Find each line of the entries with the string "annotated", please, and copy it.

#### Supplied records ####

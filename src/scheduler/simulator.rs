//! Simulation entry point.
//!
//! # Algorithm
//!
//! 1. Validate configuration and input.
//! 2. Resolve `Auto` to a concrete policy via the classifier.
//! 3. Run exactly one policy.
//! 4. Aggregate metrics over the annotated processes.

use super::{
    first_come_first_served, highest_response_ratio_next, longest_job_first, priority_scheduling,
    round_robin, shortest_job_first, AutoClassifier, Execution, ScheduleMetrics, ScheduleOutcome,
};
use crate::config::{ClassifierThresholds, SchedulerConfig};
use crate::error::Result;
use crate::models::{Policy, Process};
use crate::validation::ensure_valid;

/// Runs scheduling policies under a fixed configuration.
///
/// # Example
///
/// ```
/// use cpu_sched::models::{Policy, Process};
/// use cpu_sched::scheduler::Simulator;
///
/// let processes = vec![
///     Process::new(1, 0, 5, 2),
///     Process::new(2, 1, 3, 1),
///     Process::new(3, 2, 8, 4),
/// ];
/// let outcome = Simulator::new().simulate(&processes, Policy::Fcfs).unwrap();
/// assert_eq!(outcome.process(3).unwrap().completion_time, 16);
/// assert!((outcome.avg_waiting() - 10.0 / 3.0).abs() < 1e-9);
/// ```
#[derive(Debug, Clone, Default)]
pub struct Simulator {
    config: SchedulerConfig,
}

impl Simulator {
    /// Creates a simulator with the default configuration.
    pub fn new() -> Self {
        Self::default()
    }

    /// Replaces the whole configuration.
    pub fn with_config(mut self, config: SchedulerConfig) -> Self {
        self.config = config;
        self
    }

    /// Sets the Round Robin quantum.
    pub fn with_quantum(mut self, quantum: i64) -> Self {
        self.config.quantum = quantum;
        self
    }

    /// Sets the auto-classifier thresholds.
    pub fn with_thresholds(mut self, thresholds: ClassifierThresholds) -> Self {
        self.config.thresholds = thresholds;
        self
    }

    /// Active configuration.
    pub fn config(&self) -> &SchedulerConfig {
        &self.config
    }

    /// Classifier built from the configured thresholds.
    pub fn classifier(&self) -> AutoClassifier {
        AutoClassifier::new(self.config.thresholds)
    }

    /// Concrete policy that `policy` runs as on `processes`.
    pub fn resolve(&self, processes: &[Process], policy: Policy) -> Result<Policy> {
        match policy {
            Policy::Auto => self.classifier().classify(processes),
            concrete => Ok(concrete),
        }
    }

    /// Simulates `processes` under `policy` and aggregates metrics.
    ///
    /// The input slice is not modified.
    pub fn simulate(&self, processes: &[Process], policy: Policy) -> Result<ScheduleOutcome> {
        self.config.validate()?;
        ensure_valid(processes)?;

        let resolved = self.resolve(processes, policy)?;
        let Execution {
            processes: annotated,
            positions,
            timeline,
        } = self.execute(processes, resolved)?;
        let metrics = ScheduleMetrics::calculate(&annotated)?;

        Ok(ScheduleOutcome {
            requested: policy,
            policy: resolved,
            processes: annotated,
            positions,
            timeline,
            metrics,
        })
    }

    /// Runs a single policy without aggregating metrics.
    pub fn execute(&self, processes: &[Process], policy: Policy) -> Result<Execution> {
        match policy {
            Policy::Fcfs => first_come_first_served(processes),
            Policy::RoundRobin => round_robin(processes, self.config.quantum),
            Policy::Sjf => shortest_job_first(processes),
            Policy::Ljf => longest_job_first(processes),
            Policy::Priority => priority_scheduling(processes),
            Policy::Hrrn => highest_response_ratio_next(processes),
            Policy::Auto => {
                let resolved = self.resolve(processes, policy)?;
                self.execute(processes, resolved)
            }
        }
    }
}

/// Simulates with the default configuration.
pub fn simulate(processes: &[Process], policy: Policy) -> Result<ScheduleOutcome> {
    Simulator::new().simulate(processes, policy)
}
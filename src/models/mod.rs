//! Scheduling domain models.
//!
//! Provides the data types every policy shares: the process record it
//! reads and annotates, the policy selector, and the dispatch timeline a
//! run produces.
//!
//! # Domain Mappings
//!
//! | cpu-sched | OS textbook | Job shop |
//! |-----------|-------------|----------|
//! | Process | PCB / job | Job |
//! | Slice | CPU burst dispatch | Operation on machine |
//! | Timeline | Gantt chart | Machine schedule |

mod policy;
mod process;
mod timeline;

pub use policy::Policy;
pub use process::Process;
pub(crate) use process::sorted_by_arrival;
pub use timeline::{Slice, Timeline};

####

Response to the exercise
//! 4. Aggregate metrics over the annotated processes.
            processes: annotated,
        let metrics = ScheduleMetrics::calculate(&annotated)?;
            processes: annotated,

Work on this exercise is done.